El arranque de la temporada de ópera es, siempre, un acontecimiento extraordinario para el aficionado. Cuando se levanta el telón las sensaciones atacan por todos los flancos, con fuerza, buscando el acomodo que siempre tuvieron. Y los primeros instantes sirven para recordar por qué la ópera gusta, divierte, emociona o cautiva.
Si la temporada comienza con una obra de Giuseppe Verdi y esa obra es «Don Carlo», las posibilidades de salir del teatro satisfecho son abundantes. Una partitura descomunal en todos los aspectos, personajes duales en los que las aristas se van equilibrando con las contrarias y la necesidad de voces potentes y sacrificadas (tenor, bajo, soprano, barítono, mezzo, que requieren un esfuerzo multiplicado y que en el caso del tenor, por ejemplo, no tiene a cambio zonas expositivas o musicales de recompensa).

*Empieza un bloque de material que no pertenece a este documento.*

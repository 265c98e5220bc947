//! The bridge: tool registry plus the per-instance state every handler shares.

use std::sync::Arc;
use std::time::Duration;

use outpost_types::{RemotePath, ToolCallResult, ToolDefinition};
use serde_json::Value;

use crate::builtins::register_builtins;
use crate::{
    CommandExecutor, EditOverrides, PathResolver, RemoteFs, ReviewGate, ToolCtx, ToolError,
    ToolRegistry, ToolSettings, UpdateNotifier, WriteCache, validate_args,
};

pub struct Bridge {
    registry: ToolRegistry,
    ctx: ToolCtx,
}

impl std::fmt::Debug for Bridge {
    fn fmt(&self, f: &mut std::fmt::Formatter<'_>) -> std::fmt::Result {
        f.debug_struct("Bridge").field("ctx", &self.ctx).finish_non_exhaustive()
    }
}

impl Bridge {
    #[must_use]
    pub fn builder(
        resolver: PathResolver,
        fs: Arc<dyn RemoteFs>,
        executor: Arc<dyn CommandExecutor>,
    ) -> BridgeBuilder {
        BridgeBuilder {
            ctx: ToolCtx::new(resolver, fs, executor),
            write_cache_ttl: None,
            override_ttl: None,
        }
    }

    /// Run one tool call. Never fails: every error becomes an error result.
    pub async fn call(&self, name: &str, input: Value) -> ToolCallResult {
        match self.dispatch(name, input).await {
            Ok(output) => ToolCallResult::success(output),
            Err(e) => {
                match &e {
                    ToolError::BadArgs { .. } | ToolError::UnknownTool { .. } => {
                        tracing::warn!(tool = name, "rejected tool call: {e}");
                    }
                    ToolError::CommandFailed { exit_code, .. } => {
                        tracing::debug!(tool = name, exit_code, "command exited non-zero");
                    }
                    _ => tracing::warn!(tool = name, "tool call failed: {e}"),
                }
                ToolCallResult::error(e.to_string())
            }
        }
    }

    async fn dispatch(&self, name: &str, input: Value) -> Result<String, ToolError> {
        let tool = self.registry.lookup(name)?;
        validate_args(&tool.schema(), &input)?;
        if tool.is_side_effecting() {
            tracing::info!(tool = name, "running side-effecting tool");
        } else {
            tracing::debug!(tool = name, "running tool");
        }
        tool.execute(input, &self.ctx).await
    }

    /// Post reviewed content for the next write or edit of `logical`.
    /// Returns the remote path the override was filed under.
    pub fn set_override(&self, logical: &str, content: impl Into<String>) -> RemotePath {
        let path = self.ctx.resolver.to_remote_path(logical);
        self.ctx.overrides.set(&path, content);
        tracing::debug!(%path, "edit override posted");
        path
    }

    /// Drop cached writes and pending overrides.
    pub fn clear_state(&self) {
        self.ctx.write_cache.clear();
        self.ctx.overrides.clear();
    }

    #[must_use]
    pub fn definitions(&self) -> Vec<ToolDefinition> {
        self.registry.definitions()
    }

    #[must_use]
    pub fn resolver(&self) -> &PathResolver {
        &self.ctx.resolver
    }
}
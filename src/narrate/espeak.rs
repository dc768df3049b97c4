// espeak-ng command-line speech engine

use async_trait::async_trait;
use std::path::Path;
use std::process::Stdio;
use tokio::io::AsyncWriteExt;
use tokio::process::Command;
use tracing::{debug, info};

use crate::error::{Result, TabiError};
use super::{SpeechEngine, SpeechRequest, Voice};

pub struct EspeakEngine {
    binary_path: String,
}

impl EspeakEngine {
    pub fn new(binary_path: String) -> Self {
        Self { binary_path }
    }

    async fn run(&self, args: &[&str]) -> Result<String> {
        let output = Command::new(&self.binary_path)
            .args(args)
            .output()
            .await
            .map_err(|e| TabiError::Speech(format!("Failed to execute {}: {}", self.binary_path, e)))?;

        if !output.status.success() {
            let stderr = String::from_utf8_lossy(&output.stderr);
            return Err(TabiError::Speech(format!("{} {:?} failed: {}", self.binary_path, args, stderr)));
        }

        Ok(String::from_utf8_lossy(&output.stdout).into_owned())
    }
}

/// Parse the table printed by `espeak-ng --voices`
///
/// ```text
/// Pty Language       Age/Gender VoiceName          File                 Other Languages
///  5  cmn             --/M      Chinese_(Mandarin) sit/cmn              (zh-cmn 5)(zh 5)
/// ```
pub fn parse_voices(stdout: &str) -> Vec<Voice> {
    stdout
        .lines()
        .filter(|line| !line.trim_start().starts_with("Pty"))
        .filter_map(|line| {
            let columns: Vec<&str> = line.split_whitespace().collect();
            match columns.as_slice() {
                [_pty, language, _age_gender, name, ..] => Some(Voice {
                    id: language.to_string(),
                    name: name.replace('_', " "),
                }),
                _ => None,
            }
        })
        .collect()
}

#[async_trait]
impl SpeechEngine for EspeakEngine {
    async fn list_voices(&self) -> Result<Vec<Voice>> {
        let stdout = self.run(&["--voices"]).await?;
        let voices = parse_voices(&stdout);
        debug!("espeak-ng offers {} voices", voices.len());
        Ok(voices)
    }

    async fn synthesize(&self, text: &str, request: &SpeechRequest, output: &Path) -> Result<()> {
        let mut cmd = Command::new(&self.binary_path);
        cmd.arg("-s").arg(request.rate.to_string());
        if let Some(voice) = &request.voice {
            cmd.arg("-v").arg(voice);
        }
        cmd.arg("-w").arg(output)
            .arg("--stdin")
            .stdin(Stdio::piped())
            .stdout(Stdio::null())
            .stderr(Stdio::piped());

        debug!("Executing speech command: {:?}", cmd);

        let mut child = cmd.spawn()
            .map_err(|e| TabiError::Speech(format!("Failed to spawn {}: {}", self.binary_path, e)))?;

        {
            let stdin = child.stdin.as_mut()
                .ok_or_else(|| TabiError::Speech("Failed to open speech engine stdin".to_string()))?;
            stdin.write_all(text.as_bytes()).await?;
        }
        // Close stdin so the engine sees end of input
        drop(child.stdin.take());

        let result = child.wait_with_output().await?;
        if !result.status.success() {
            let stderr = String::from_utf8_lossy(&result.stderr);
            return Err(TabiError::Speech(format!("Speech synthesis failed: {}", stderr)));
        }

        Ok(())
    }

    async fn check_availability(&self) -> Result<()> {
        self.run(&["--version"]).await?;
        info!("Speech engine is available");
        Ok(())
    }
}
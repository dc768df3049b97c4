//! Tabi - Narrated Travel Vlog Generator
//!
//! Splits travel notes into segments, rewrites each one into spoken narration
//! with a chat-completions model, synthesizes speech, and renders a captioned
//! slideshow with ffmpeg.

pub mod cli;
pub mod config;
pub mod error;
pub mod segment;
pub mod rewrite;
pub mod narrate;
pub mod caption;
pub mod compose;
pub mod timeline;
pub mod export;
pub mod media;
pub mod workflow;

Esta vez la puesta en escena era sobria. Una estructura en la que manda el ladrillo grisáceo y en la que se mueven elementos que convierten el espacio en un bosque, en el interior del claustro del monasterio de Yuste, en el despacho del rey o en una cárcel (explícita e implícita durante toda la representación, porque si algo representa ese decorado gris es la luz del mundo de la época y la imposibilidad de escapar de la política o del mismísimo Dios). David McVicar ha hecho cosas mejores aunque está no está nada mal. Quiere meterse poco en jardines estériles y, con casi nada en la caja escénica, intenta que se narre desde el foso, que se cante en el lugar apropiado (menos mal que no coloca a los cantantes atrás, colgados de no sé qué cosa; menos mal que los coloca en lugares idóneos; algo que suele ocurrir, cada vez, con menos frecuencia). Una estructura geométrica, como todas, se eleva y sirve de altar o de mesa o de tumba. Y lo bueno es que el espectador lo sabe.
El vestuario es correctísimo. Marca esa tristeza y esa frialdad tan característica del mundo construido por Felipe II. Cada pinza, cada cuello y cada capa, recuerda que la acción sucede en el mundo propiedad de una monarquía dura, inflexible y subyugada por la clase sacerdotal.
El Coro Titular del Teatro Real de Madrid estuvo especialmente brillante. Siempre está bien y es muy difícil que falle. En este «Don Carlo» suenan a Verdi, entienden a Verdi y disfrutan de Verdi. Maravillosas cada una de sus intervenciones. Es difícil conseguir una afinación tan exacta al mismo tiempo que un coro está obligado a moverse o a componer figuras geométricas sobre el escenario.